[Items from a dataset]
=-=-=-=-=

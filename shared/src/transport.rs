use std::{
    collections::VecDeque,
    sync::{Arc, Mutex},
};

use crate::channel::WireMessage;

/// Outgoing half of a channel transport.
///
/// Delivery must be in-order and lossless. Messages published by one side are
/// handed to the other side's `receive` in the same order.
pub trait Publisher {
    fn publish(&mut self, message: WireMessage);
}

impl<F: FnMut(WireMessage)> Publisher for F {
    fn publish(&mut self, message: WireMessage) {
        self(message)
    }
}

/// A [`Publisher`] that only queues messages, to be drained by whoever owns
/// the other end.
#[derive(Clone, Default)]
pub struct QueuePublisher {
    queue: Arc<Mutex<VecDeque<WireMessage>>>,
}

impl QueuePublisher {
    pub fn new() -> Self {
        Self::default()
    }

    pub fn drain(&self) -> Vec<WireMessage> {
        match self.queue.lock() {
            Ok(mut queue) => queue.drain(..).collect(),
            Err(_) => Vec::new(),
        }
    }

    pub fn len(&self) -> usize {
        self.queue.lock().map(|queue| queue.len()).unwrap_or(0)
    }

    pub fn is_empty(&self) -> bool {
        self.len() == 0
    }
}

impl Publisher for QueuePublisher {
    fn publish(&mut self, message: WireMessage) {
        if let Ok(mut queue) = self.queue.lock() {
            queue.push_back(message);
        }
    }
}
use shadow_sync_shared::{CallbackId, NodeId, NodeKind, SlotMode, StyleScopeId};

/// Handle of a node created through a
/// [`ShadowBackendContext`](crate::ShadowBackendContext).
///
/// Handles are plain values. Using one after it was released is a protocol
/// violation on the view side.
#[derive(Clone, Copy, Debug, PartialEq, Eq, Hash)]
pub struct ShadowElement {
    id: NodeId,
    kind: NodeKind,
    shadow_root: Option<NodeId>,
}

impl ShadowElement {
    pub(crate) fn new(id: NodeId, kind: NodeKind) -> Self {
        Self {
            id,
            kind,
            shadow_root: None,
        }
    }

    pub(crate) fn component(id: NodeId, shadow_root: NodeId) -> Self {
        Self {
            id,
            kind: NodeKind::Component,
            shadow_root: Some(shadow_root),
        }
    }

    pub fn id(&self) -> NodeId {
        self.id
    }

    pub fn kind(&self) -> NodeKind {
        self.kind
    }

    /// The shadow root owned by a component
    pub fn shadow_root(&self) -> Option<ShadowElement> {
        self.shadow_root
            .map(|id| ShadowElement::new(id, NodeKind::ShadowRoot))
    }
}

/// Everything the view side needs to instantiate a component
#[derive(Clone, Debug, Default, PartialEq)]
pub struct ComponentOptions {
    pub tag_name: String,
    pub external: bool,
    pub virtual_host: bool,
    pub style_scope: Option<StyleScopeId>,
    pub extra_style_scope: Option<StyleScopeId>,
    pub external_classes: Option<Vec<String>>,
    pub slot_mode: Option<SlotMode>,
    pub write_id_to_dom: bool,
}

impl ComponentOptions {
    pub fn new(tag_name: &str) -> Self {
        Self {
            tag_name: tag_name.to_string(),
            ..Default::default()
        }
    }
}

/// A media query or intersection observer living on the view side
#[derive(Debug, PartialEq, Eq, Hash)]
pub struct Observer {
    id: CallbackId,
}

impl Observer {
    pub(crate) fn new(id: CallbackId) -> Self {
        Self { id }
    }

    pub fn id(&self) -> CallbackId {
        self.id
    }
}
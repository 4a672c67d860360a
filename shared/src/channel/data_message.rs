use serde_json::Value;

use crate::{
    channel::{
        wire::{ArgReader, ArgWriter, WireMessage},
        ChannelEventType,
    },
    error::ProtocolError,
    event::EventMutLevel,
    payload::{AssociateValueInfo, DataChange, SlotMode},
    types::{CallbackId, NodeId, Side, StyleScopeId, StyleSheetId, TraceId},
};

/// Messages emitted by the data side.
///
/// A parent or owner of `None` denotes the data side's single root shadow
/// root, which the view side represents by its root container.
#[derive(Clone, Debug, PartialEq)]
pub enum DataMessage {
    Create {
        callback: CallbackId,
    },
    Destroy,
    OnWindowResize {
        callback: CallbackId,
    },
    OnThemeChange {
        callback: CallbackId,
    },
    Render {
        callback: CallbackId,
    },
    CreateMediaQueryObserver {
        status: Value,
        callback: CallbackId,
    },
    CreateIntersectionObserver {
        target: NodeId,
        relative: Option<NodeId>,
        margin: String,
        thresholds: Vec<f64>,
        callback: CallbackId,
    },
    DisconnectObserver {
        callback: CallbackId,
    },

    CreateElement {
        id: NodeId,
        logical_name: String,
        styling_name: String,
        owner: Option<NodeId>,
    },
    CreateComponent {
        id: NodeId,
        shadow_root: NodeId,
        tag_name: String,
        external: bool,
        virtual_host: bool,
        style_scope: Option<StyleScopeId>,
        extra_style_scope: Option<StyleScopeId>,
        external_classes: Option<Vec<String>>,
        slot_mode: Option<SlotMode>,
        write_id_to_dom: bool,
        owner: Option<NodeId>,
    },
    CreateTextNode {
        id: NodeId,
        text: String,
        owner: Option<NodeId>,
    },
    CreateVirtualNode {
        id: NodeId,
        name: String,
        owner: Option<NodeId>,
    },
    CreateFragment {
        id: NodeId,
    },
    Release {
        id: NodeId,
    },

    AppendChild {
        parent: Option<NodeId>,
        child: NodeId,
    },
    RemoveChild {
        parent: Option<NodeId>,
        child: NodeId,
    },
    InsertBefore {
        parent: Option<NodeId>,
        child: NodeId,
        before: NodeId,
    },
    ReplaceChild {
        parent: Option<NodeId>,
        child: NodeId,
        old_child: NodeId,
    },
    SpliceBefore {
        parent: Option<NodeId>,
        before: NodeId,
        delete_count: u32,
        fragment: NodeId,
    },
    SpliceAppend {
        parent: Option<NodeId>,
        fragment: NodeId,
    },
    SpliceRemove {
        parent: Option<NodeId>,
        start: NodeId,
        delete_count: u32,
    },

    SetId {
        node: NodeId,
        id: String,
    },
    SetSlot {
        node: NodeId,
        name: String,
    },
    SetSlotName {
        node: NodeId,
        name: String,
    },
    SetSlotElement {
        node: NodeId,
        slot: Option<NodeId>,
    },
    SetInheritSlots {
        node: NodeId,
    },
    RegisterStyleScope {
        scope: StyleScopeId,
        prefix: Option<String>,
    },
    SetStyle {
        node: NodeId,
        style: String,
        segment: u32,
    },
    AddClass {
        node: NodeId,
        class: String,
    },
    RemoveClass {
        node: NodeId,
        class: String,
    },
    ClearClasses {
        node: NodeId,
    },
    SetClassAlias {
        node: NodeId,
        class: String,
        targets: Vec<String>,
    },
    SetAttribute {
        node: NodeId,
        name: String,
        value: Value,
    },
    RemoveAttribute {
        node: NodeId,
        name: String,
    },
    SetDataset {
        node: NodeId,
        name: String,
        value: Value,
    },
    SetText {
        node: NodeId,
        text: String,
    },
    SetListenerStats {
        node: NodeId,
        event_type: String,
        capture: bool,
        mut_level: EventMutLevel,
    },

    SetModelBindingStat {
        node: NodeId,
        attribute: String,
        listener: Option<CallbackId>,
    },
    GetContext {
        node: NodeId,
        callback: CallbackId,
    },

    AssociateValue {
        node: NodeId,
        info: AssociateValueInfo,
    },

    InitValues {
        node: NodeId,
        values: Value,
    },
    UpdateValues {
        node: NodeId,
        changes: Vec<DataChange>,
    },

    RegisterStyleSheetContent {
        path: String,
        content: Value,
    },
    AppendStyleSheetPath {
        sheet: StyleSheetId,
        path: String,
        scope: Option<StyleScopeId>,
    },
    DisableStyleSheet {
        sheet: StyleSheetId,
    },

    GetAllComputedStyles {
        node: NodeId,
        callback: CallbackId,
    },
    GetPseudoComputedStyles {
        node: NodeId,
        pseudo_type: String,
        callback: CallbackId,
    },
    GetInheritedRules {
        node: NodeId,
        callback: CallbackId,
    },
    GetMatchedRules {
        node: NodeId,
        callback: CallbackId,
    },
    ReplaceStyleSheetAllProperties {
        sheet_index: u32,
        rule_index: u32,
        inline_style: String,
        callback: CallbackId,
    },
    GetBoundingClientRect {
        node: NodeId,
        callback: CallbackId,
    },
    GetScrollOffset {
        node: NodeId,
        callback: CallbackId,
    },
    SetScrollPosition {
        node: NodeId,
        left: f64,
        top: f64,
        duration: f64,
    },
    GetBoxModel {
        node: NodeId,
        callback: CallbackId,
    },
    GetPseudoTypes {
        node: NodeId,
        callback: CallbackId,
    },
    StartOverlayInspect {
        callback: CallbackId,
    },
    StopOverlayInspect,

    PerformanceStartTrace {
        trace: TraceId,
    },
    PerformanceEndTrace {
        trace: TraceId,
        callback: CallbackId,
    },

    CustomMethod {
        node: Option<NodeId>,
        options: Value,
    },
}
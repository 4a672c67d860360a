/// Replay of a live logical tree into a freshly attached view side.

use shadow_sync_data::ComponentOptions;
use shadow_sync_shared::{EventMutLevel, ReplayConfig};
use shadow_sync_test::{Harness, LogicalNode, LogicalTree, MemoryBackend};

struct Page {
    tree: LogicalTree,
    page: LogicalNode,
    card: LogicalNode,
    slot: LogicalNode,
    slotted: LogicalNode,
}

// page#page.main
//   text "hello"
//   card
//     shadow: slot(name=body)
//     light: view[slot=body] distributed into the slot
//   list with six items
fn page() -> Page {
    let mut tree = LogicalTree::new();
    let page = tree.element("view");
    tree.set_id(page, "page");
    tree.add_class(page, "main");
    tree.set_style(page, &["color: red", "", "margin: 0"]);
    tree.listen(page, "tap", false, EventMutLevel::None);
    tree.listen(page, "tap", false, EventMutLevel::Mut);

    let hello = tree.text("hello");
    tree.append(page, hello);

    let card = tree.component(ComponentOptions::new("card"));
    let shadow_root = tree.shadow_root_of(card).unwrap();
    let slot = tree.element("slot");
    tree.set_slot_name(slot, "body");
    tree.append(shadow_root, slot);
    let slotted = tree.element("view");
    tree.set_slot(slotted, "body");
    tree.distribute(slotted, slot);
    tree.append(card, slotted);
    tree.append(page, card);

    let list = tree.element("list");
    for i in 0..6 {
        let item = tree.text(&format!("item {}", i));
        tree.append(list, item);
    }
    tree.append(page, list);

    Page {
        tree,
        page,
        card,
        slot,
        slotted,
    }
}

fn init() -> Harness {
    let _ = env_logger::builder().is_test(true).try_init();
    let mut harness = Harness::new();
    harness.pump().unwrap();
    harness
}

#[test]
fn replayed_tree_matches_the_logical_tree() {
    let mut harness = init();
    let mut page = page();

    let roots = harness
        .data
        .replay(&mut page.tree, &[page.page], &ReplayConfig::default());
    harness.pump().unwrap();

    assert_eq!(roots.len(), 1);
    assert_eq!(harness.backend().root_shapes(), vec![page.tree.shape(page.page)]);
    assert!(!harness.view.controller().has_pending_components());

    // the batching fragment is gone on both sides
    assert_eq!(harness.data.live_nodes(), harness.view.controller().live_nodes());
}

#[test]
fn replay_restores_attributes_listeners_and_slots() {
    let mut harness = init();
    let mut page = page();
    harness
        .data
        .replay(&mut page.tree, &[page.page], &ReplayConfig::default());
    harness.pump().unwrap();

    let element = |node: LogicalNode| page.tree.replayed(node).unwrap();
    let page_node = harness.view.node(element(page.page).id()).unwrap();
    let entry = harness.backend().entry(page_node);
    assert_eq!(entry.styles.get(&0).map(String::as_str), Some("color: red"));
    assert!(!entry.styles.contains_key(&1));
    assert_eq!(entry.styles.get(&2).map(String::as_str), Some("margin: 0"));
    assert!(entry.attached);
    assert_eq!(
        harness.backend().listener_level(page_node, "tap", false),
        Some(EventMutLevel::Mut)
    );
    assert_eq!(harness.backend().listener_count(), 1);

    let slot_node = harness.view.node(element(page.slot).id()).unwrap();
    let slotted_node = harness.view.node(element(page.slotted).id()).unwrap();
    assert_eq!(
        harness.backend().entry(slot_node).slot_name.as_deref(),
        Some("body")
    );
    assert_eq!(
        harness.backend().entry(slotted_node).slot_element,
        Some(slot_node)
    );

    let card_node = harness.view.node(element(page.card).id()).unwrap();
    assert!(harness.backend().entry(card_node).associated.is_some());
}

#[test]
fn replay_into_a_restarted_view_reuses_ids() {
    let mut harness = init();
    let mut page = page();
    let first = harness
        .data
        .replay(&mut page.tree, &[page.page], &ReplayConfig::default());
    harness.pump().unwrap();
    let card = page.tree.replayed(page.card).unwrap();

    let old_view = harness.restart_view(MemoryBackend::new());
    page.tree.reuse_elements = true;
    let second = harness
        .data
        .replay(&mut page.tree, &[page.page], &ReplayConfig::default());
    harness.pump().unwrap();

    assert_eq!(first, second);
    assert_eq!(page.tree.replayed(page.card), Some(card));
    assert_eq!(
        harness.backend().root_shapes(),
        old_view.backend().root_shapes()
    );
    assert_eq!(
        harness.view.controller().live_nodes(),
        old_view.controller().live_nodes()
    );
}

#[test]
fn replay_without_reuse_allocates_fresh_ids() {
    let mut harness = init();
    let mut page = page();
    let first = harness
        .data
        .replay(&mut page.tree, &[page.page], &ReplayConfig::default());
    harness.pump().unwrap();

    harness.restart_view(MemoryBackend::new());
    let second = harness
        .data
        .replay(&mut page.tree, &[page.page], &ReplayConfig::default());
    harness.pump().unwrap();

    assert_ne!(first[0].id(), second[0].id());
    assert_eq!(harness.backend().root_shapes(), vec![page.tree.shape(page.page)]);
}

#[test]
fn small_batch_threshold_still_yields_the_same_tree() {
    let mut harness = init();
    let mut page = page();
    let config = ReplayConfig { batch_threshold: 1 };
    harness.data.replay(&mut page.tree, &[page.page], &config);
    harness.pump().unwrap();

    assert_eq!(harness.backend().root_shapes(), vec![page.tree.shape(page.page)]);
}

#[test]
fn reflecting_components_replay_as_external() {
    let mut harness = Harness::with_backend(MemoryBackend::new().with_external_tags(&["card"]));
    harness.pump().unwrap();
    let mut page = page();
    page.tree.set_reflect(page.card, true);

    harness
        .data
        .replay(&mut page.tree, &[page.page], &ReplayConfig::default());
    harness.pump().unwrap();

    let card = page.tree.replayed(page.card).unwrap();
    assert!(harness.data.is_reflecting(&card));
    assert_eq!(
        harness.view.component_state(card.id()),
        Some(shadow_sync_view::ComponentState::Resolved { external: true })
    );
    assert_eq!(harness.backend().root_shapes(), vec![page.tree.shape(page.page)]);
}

=-=-=-=-=

** Problem requirements **
If a line of the records above contains the word "StyleScopeId", count it; then give the total and nothing more.

** Solved problem **
8